• PROBLEM TO SOLVE:
Show every line of the data that contains the string "scores".

━━━ RECORDS FOR THIS TASK

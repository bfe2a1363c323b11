//! TrackerPipeline for combining detection with tracking and annotation.

use std::any::Any;
use std::panic::{self, AssertUnwindSafe};
use std::sync::Arc;

use tracing::{debug, warn};

use super::{Annotator, ClassFilter, Detector};
use crate::error::FrameError;
use crate::tracker::{ByteTracker, TrackedDetection, TrackerConfig};
use crate::video::Frame;

/// Result of pushing one frame through the chain.
#[derive(Debug)]
pub struct ProcessedFrame {
    /// Annotated copy, or the untouched input when `fault` is set
    pub frame: Frame,
    pub tracked: Vec<TrackedDetection>,
    pub fault: Option<FrameError>,
}

/// Detect, filter, track and annotate, one frame at a time.
///
/// Owns the tracker, so one pipeline serves exactly one video.
pub struct TrackerPipeline<D: Detector> {
    detector: Arc<D>,
    filter: ClassFilter,
    tracker: ByteTracker,
    annotator: Arc<Annotator>,
}

impl<D: Detector> TrackerPipeline<D> {
    pub fn new(
        detector: Arc<D>,
        filter: ClassFilter,
        config: TrackerConfig,
        annotator: Arc<Annotator>,
    ) -> Self {
        Self {
            detector,
            filter,
            tracker: ByteTracker::new(config),
            annotator,
        }
    }

    /// Detection, class filter and tracker update.
    ///
    /// A detector failure, panics included, leaves the tracker untouched for
    /// this frame.
    pub fn track_frame(&mut self, frame: &Frame) -> Result<Vec<TrackedDetection>, FrameError> {
        let detector = &self.detector;
        let detections = panic::catch_unwind(AssertUnwindSafe(|| detector.detect(frame)))
            .map_err(|payload| {
                FrameError::Detection(format!("detector panicked: {}", panic_message(&*payload)))
            })?
            .map_err(|e| FrameError::Detection(e.to_string()))?;
        let detections = self.filter.apply(detections);
        Ok(self.tracker.update(detections))
    }

    /// Full per-frame chain; never fails, a faulty frame comes back as it went in.
    pub fn process_frame(&mut self, frame: Frame) -> ProcessedFrame {
        let tracked = match self.track_frame(&frame) {
            Ok(tracked) => tracked,
            Err(fault) => {
                warn!(frame = frame.index, error = %fault, "detection failed, writing frame unannotated");
                return ProcessedFrame {
                    frame,
                    tracked: Vec::new(),
                    fault: Some(fault),
                };
            }
        };

        match self.annotator.try_annotate(&frame, &tracked) {
            Ok(annotated) => {
                debug!(frame = frame.index, tracked = tracked.len(), "frame annotated");
                ProcessedFrame {
                    frame: annotated,
                    tracked,
                    fault: None,
                }
            }
            Err(fault) => {
                warn!(frame = frame.index, error = %fault, "annotation failed, writing frame unannotated");
                ProcessedFrame {
                    frame,
                    tracked,
                    fault: Some(fault),
                }
            }
        }
    }

    pub fn detector(&self) -> &D {
        &self.detector
    }

    pub fn tracker(&self) -> &ByteTracker {
        &self.tracker
    }
}

fn panic_message(payload: &(dyn Any + Send)) -> &str {
    if let Some(message) = payload.downcast_ref::<&str>() {
        message
    } else if let Some(message) = payload.downcast_ref::<String>() {
        message
    } else {
        "unknown panic"
    }
}

#[cfg(test)]
mod tests {
    use super::*;
    use crate::integration::{AnnotatorStyle, FnDetector};
    use crate::tracker::Detection;
    use image::RgbImage;
    use std::io;

    fn pipeline<F>(detect: F) -> TrackerPipeline<FnDetector<F, io::Error>>
    where
        F: Fn(&Frame) -> Result<Vec<Detection>, io::Error> + Send + Sync,
    {
        TrackerPipeline::new(
            Arc::new(FnDetector::new(detect)),
            ClassFilter::new([18, 19], 0.25),
            TrackerConfig::default(),
            Arc::new(Annotator::new(AnnotatorStyle::default(), None)),
        )
    }

    fn frame(index: u64) -> Frame {
        Frame::new(index, 30.0, RgbImage::new(160, 120))
    }

    #[test]
    fn test_filters_then_tracks() {
        let mut pipeline = pipeline(|_| {
            Ok(vec![
                Detection::new(10.0, 40.0, 50.0, 90.0, 0.9, 18),
                Detection::new(80.0, 40.0, 120.0, 90.0, 0.9, 16),
            ])
        });

        let first = pipeline.process_frame(frame(0));
        assert!(first.fault.is_none());
        assert_eq!(first.tracked.len(), 1);
        assert_eq!(first.tracked[0].detection.class_id, 18);

        let second = pipeline.process_frame(frame(1));
        assert_eq!(second.tracked[0].track_id, first.tracked[0].track_id);
        assert_eq!(pipeline.tracker().tracks().len(), 1);
    }

    #[test]
    fn test_detector_failure_passes_frame_through() {
        let mut pipeline = pipeline(|frame| {
            if frame.index == 1 {
                Err(io::Error::other("model crashed"))
            } else {
                Ok(vec![Detection::new(10.0, 40.0, 50.0, 90.0, 0.9, 18)])
            }
        });

        pipeline.process_frame(frame(0));
        let failed = pipeline.process_frame(frame(1));
        assert!(matches!(failed.fault, Some(FrameError::Detection(_))));
        assert!(failed.tracked.is_empty());
        assert!(failed.frame.image.pixels().all(|p| p.0 == [0, 0, 0]));
        assert_eq!(pipeline.tracker().frame_id(), 1);

        let recovered = pipeline.process_frame(frame(2));
        assert!(recovered.fault.is_none());
        assert_eq!(recovered.tracked[0].track_id, 1);
    }

    #[test]
    fn test_detector_panic_is_contained_to_its_frame() {
        let mut pipeline = pipeline(|frame| {
            if frame.index == 1 {
                panic!("tensor shape mismatch");
            }
            Ok(vec![Detection::new(10.0, 40.0, 50.0, 90.0, 0.9, 18)])
        });

        let first = pipeline.process_frame(frame(0));
        let crashed = pipeline.process_frame(frame(1));
        match crashed.fault {
            Some(FrameError::Detection(message)) => {
                assert!(message.contains("tensor shape mismatch"))
            }
            other => panic!("expected detection fault, got {other:?}"),
        }
        assert!(crashed.tracked.is_empty());
        assert!(crashed.frame.image.pixels().all(|p| p.0 == [0, 0, 0]));
        assert_eq!(pipeline.tracker().frame_id(), 1);

        let recovered = pipeline.process_frame(frame(2));
        assert!(recovered.fault.is_none());
        assert_eq!(recovered.tracked[0].track_id, first.tracked[0].track_id);
    }

    #[test]
    fn test_default_config_recovers_track_from_low_score_detection() {
        let config = crate::Config::default();
        let scores = [0.9, 0.9, 0.15];
        let mut pipeline = TrackerPipeline::new(
            Arc::new(FnDetector::new(move |frame: &Frame| {
                let x = 10.0 + 2.0 * frame.index as f32;
                let score = scores[frame.index as usize];
                Ok::<_, io::Error>(vec![Detection::new(x, 40.0, x + 40.0, 90.0, score, 18)])
            })),
            config.class_filter(),
            config.to_tracker_config(),
            Arc::new(Annotator::new(AnnotatorStyle::default(), None)),
        );

        let id = pipeline.process_frame(frame(0)).tracked[0].track_id;
        pipeline.process_frame(frame(1));
        let weak = pipeline.process_frame(frame(2));
        assert_eq!(weak.tracked.len(), 1);
        assert_eq!(weak.tracked[0].track_id, id);
    }
}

━━━━━━

• SOLUTION TO THIS TASK:
        let scores = [0.9, 0.9, 0.15];
                let score = scores[frame.index as usize];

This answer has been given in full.